__Work request__: Copy, from the data below, every line that has "EsnotesPaths" in it.

__Material shown__:

*** Begin section ***

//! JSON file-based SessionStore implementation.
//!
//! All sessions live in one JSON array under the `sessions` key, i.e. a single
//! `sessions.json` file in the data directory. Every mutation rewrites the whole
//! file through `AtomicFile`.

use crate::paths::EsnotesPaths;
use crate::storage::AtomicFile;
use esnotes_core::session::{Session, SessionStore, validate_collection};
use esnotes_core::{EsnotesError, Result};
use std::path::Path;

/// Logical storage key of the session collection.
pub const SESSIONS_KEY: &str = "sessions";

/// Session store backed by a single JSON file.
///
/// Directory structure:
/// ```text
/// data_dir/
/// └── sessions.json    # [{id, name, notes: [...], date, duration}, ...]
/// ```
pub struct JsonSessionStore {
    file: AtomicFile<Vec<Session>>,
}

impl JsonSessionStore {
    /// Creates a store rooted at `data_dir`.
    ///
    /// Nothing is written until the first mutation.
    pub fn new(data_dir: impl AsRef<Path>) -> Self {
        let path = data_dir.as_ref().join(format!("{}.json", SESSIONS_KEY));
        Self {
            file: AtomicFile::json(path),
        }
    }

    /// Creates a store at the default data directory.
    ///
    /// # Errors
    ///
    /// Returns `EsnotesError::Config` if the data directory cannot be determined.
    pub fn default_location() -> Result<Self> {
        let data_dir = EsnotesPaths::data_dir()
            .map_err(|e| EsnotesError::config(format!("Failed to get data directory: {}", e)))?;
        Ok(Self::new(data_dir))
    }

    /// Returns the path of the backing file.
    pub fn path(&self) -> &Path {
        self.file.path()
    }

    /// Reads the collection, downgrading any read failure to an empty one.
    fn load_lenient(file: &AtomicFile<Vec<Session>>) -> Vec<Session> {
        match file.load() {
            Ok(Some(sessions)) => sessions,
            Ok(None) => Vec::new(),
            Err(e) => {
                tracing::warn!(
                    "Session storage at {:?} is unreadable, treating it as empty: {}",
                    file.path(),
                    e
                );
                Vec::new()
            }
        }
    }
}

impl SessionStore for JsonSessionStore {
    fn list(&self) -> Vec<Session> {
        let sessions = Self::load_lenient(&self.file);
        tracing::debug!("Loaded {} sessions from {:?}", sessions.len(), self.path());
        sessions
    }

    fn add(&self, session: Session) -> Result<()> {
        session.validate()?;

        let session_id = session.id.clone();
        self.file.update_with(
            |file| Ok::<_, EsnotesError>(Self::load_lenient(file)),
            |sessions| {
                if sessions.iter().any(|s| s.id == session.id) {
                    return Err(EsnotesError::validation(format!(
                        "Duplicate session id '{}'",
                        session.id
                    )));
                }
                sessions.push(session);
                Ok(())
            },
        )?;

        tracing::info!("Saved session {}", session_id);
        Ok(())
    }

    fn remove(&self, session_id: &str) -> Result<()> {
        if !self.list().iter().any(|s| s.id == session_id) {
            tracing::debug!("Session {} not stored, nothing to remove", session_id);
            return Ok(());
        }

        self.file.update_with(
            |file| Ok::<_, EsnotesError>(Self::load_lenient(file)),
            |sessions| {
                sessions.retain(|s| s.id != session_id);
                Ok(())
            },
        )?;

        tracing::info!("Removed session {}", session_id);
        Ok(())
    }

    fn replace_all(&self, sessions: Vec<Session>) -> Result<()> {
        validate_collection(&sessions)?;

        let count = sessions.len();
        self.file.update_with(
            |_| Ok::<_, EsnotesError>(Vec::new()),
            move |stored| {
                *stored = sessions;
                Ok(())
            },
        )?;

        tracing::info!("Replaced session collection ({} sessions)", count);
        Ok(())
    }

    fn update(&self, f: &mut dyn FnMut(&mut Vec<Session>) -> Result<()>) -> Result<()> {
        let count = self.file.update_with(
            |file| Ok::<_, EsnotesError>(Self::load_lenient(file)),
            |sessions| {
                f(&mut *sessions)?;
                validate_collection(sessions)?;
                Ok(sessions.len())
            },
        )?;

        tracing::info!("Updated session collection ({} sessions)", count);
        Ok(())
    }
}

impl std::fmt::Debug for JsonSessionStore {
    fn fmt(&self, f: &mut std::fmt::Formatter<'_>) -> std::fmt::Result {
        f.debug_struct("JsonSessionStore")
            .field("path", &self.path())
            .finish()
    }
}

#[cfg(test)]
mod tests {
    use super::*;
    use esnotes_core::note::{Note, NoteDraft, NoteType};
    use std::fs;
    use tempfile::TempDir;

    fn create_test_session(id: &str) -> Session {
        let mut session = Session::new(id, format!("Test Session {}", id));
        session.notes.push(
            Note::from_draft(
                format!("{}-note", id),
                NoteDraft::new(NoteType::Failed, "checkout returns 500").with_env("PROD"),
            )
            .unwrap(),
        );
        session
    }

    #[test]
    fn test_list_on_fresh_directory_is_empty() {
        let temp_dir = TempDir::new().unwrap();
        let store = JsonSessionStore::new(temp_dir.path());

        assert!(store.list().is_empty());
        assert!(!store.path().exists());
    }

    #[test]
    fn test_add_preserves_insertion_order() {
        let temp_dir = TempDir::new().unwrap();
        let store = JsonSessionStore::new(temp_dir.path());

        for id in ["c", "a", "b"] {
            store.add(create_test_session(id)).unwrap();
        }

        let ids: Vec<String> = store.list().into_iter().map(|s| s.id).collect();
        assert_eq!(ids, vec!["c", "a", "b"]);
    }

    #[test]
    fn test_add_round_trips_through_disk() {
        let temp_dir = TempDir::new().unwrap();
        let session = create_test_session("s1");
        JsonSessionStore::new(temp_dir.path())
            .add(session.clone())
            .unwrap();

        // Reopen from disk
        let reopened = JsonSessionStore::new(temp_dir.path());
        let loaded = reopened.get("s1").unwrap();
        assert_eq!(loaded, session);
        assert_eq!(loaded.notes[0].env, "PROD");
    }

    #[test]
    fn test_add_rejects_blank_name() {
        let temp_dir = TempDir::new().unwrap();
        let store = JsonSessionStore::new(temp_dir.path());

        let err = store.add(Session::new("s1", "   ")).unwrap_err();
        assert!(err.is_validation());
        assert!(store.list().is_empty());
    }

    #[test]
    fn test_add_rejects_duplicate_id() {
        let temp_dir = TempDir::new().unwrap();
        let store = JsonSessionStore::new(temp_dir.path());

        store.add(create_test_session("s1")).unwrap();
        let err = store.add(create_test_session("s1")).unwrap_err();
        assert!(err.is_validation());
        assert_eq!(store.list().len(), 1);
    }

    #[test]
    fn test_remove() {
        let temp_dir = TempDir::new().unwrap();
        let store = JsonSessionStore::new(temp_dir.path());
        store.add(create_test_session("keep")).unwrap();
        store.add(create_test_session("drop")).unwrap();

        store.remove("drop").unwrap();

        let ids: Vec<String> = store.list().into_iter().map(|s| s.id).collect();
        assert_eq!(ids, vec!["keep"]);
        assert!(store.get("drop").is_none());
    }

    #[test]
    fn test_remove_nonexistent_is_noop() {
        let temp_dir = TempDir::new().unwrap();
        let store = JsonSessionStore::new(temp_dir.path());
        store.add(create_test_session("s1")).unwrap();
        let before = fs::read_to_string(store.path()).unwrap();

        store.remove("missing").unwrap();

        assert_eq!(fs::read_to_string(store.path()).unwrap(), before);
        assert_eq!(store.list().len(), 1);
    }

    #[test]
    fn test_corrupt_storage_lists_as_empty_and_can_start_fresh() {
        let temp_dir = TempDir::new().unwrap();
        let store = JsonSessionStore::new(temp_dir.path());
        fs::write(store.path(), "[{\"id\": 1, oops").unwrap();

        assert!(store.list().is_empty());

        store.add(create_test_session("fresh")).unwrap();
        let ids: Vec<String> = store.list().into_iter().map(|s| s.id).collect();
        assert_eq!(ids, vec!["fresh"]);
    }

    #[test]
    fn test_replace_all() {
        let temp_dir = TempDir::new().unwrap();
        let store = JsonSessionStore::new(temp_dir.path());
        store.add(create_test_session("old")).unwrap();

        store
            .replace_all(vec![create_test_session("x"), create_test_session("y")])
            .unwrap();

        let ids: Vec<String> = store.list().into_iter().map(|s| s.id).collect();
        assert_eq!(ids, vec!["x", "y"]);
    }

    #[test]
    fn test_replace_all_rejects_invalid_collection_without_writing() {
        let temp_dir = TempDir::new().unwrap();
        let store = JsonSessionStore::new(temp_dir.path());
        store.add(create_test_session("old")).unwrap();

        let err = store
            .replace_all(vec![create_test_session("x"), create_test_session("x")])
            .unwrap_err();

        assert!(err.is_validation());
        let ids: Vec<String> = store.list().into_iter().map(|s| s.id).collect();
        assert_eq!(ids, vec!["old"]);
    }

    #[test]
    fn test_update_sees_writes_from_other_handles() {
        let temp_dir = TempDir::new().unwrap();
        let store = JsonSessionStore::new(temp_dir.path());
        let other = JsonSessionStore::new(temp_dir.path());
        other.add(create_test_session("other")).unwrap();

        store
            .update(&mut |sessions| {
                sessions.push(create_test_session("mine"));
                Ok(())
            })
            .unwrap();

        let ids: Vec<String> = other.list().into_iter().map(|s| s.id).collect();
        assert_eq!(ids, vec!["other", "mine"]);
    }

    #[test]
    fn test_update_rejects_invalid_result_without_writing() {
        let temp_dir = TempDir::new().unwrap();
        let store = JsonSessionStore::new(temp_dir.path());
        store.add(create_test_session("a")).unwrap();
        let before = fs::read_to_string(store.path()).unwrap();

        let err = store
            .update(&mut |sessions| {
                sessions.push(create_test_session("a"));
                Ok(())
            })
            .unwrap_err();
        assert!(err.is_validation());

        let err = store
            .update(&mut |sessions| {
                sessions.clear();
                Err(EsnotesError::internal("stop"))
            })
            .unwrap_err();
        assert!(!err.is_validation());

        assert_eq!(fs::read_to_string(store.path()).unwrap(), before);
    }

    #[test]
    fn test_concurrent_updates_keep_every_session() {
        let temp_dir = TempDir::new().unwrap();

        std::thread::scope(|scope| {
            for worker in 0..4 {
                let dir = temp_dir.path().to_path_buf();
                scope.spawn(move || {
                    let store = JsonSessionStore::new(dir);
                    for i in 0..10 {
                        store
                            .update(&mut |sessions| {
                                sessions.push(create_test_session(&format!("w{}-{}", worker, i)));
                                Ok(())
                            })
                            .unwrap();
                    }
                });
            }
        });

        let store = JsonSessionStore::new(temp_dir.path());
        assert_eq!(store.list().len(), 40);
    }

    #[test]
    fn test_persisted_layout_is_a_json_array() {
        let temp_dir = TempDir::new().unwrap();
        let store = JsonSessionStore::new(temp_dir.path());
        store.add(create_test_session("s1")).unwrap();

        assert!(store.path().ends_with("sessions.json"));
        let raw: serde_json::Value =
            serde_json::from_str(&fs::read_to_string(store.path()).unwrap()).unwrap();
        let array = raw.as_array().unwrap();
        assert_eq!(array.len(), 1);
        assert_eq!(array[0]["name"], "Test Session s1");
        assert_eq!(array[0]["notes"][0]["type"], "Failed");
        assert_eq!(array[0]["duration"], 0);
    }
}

*** End section ***

__Exercise output__:
use crate::paths::EsnotesPaths;
        let data_dir = EsnotesPaths::data_dir()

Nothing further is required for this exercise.